◆ Task requirements
Going through the entries below, copy out each line that contains "PartialEq".

=== Begin Enclosure ===

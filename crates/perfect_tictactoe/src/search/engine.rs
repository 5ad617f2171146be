//! Top-level move selection.

use super::alphabeta::{Search, SearchStats};
use super::moves::{generate, order};
use super::score::Scoring;
use crate::board::Board;
use crate::rules::evaluate;
use crate::types::{Cell, Player};
use serde::{Deserialize, Serialize};
use tracing::{debug, instrument};

/// Which branch of the selector produced a move.
#[derive(Debug, Clone, Copy, PartialEq, Eq, Hash, Serialize, Deserialize)]
pub enum SearchPath {
    /// The position was already won or tied; no move.
    Terminal,
    /// Blank board; the centre was played without searching.
    Opening,
    /// One empty square left; it was played without searching.
    LastCell,
    /// A root candidate completed a line.
    ImmediateWin,
    /// Full alpha-beta search over every root candidate.
    Search,
}

/// Everything one selector call found out.
#[derive(Debug, Clone, Copy, PartialEq, Eq, Serialize, Deserialize)]
pub struct SearchReport {
    /// Chosen move, `None` if the position is terminal.
    pub best_move: Option<Cell>,
    /// Root score of the chosen move, when a search ran.
    pub score: Option<i32>,
    /// Branch taken.
    pub path: SearchPath,
    /// Node and cutoff counters.
    pub stats: SearchStats,
}

impl SearchReport {
    fn shortcut(best_move: Option<Cell>, path: SearchPath) -> Self {
        Self {
            best_move,
            score: None,
            path,
            stats: SearchStats::default(),
        }
    }
}

/// Exact tic-tac-toe move selector.
///
/// Holds only its scoring constants; every call works on the board it is
/// given and keeps nothing afterwards.
#[derive(Debug, Clone, Copy, PartialEq, Eq, Default)]
pub struct Engine {
    scoring: Scoring,
}

impl Engine {
    /// Creates an engine with the default scoring.
    pub fn new() -> Self {
        Self::default()
    }

    /// Creates an engine with custom scoring constants.
    pub fn with_scoring(scoring: Scoring) -> Self {
        Self { scoring }
    }

    /// Returns the scoring constants.
    pub fn scoring(&self) -> Scoring {
        self.scoring
    }

    /// Picks the best move for `ai`, or `None` if the game is already over.
    ///
    /// The board is borrowed mutably for the search and is identical to its
    /// input when this returns.
    pub fn select_move(&self, board: &mut Board, ai: Player) -> Option<Cell> {
        self.analyze(board, ai).best_move
    }

    /// Picks the best move for `ai` and reports how it was found.
    #[instrument(skip(self, board), fields(size = board.size()))]
    pub fn analyze(&self, board: &mut Board, ai: Player) -> SearchReport {
        #[cfg(debug_assertions)]
        let snapshot = board.clone();

        let report = self.select(board, ai);

        #[cfg(debug_assertions)]
        debug_assert_eq!(*board, snapshot, "search must restore the board");

        debug!(
            best_move = ?report.best_move,
            path = ?report.path,
            score = ?report.score,
            nodes = report.stats.nodes,
            cutoffs = report.stats.cutoffs,
            "Move selected"
        );
        report
    }

    fn select(&self, board: &mut Board, ai: Player) -> SearchReport {
        if evaluate(board, ai).is_terminal() {
            return SearchReport::shortcut(None, SearchPath::Terminal);
        }

        if board.is_blank() {
            return SearchReport::shortcut(Some(opening_cell(board.size())), SearchPath::Opening);
        }

        let mut moves = generate(board);
        if moves.len() == 1 {
            return SearchReport::shortcut(Some(moves[0]), SearchPath::LastCell);
        }
        order(board.size(), &mut moves);

        let mut search = Search::new(board, ai, self.scoring);
        let choice = search.root(&moves);
        SearchReport {
            best_move: Some(choice.cell),
            score: Some(choice.score),
            path: if choice.immediate_win {
                SearchPath::ImmediateWin
            } else {
                SearchPath::Search
            },
            stats: search.stats(),
        }
    }
}

/// Picks the best move for `ai` with default scoring.
///
/// ```
/// use perfect_tictactoe::{Board, Cell, Player, select_move};
///
/// let mut board = Board::from_rows(&[['o', 'o', ' '], [' ', 'x', ' '], [' ', ' ', ' ']]).unwrap();
/// assert_eq!(select_move(&mut board, Player::X), Some(Cell::new(0, 2)));
/// ```
pub fn select_move(board: &mut Board, ai: Player) -> Option<Cell> {
    Engine::new().select_move(board, ai)
}

/// The centre cell; on even boards, the lower of the two central indices.
pub fn opening_cell(size: usize) -> Cell {
    let centre = size.saturating_sub(1) / 2;
    Cell::new(centre, centre)
}

#[cfg(test)]
mod tests {
    use super::*;

    #[test]
    fn test_opening_cell() {
        assert_eq!(opening_cell(1), Cell::new(0, 0));
        assert_eq!(opening_cell(3), Cell::new(1, 1));
        assert_eq!(opening_cell(4), Cell::new(1, 1));
        assert_eq!(opening_cell(5), Cell::new(2, 2));
    }

    #[test]
    fn test_terminal_board_has_no_move() {
        let mut board: Board = "xxx/oo./...".parse().unwrap();
        let report = Engine::new().analyze(&mut board, Player::O);
        assert_eq!(report.best_move, None);
        assert_eq!(report.path, SearchPath::Terminal);
    }

    #[test]
    fn test_paths() {
        let engine = Engine::new();
        let cases = [
            (".../.../...", SearchPath::Opening),
            ("xox/xoo/ox.", SearchPath::LastCell),
            ("xx./oo./...", SearchPath::ImmediateWin),
            ("x../.../...", SearchPath::Search),
        ];
        for (board, path) in cases {
            let mut board: Board = board.parse().unwrap();
            assert_eq!(engine.analyze(&mut board, Player::X).path, path);
        }
    }

    #[test]
    fn test_search_reports_score_and_stats() {
        let mut board: Board = "x../.../...".parse().unwrap();
        let report = Engine::new().analyze(&mut board, Player::O);
        assert_eq!(report.best_move, Some(Cell::new(1, 1)));
        assert_eq!(report.score, Some(0));
        assert!(report.stats.nodes > 0);
    }
}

=== End Enclosure ===

◆ Problem solution
#[derive(Debug, Clone, Copy, PartialEq, Eq, Hash, Serialize, Deserialize)]
#[derive(Debug, Clone, Copy, PartialEq, Eq, Serialize, Deserialize)]
#[derive(Debug, Clone, Copy, PartialEq, Eq, Default)]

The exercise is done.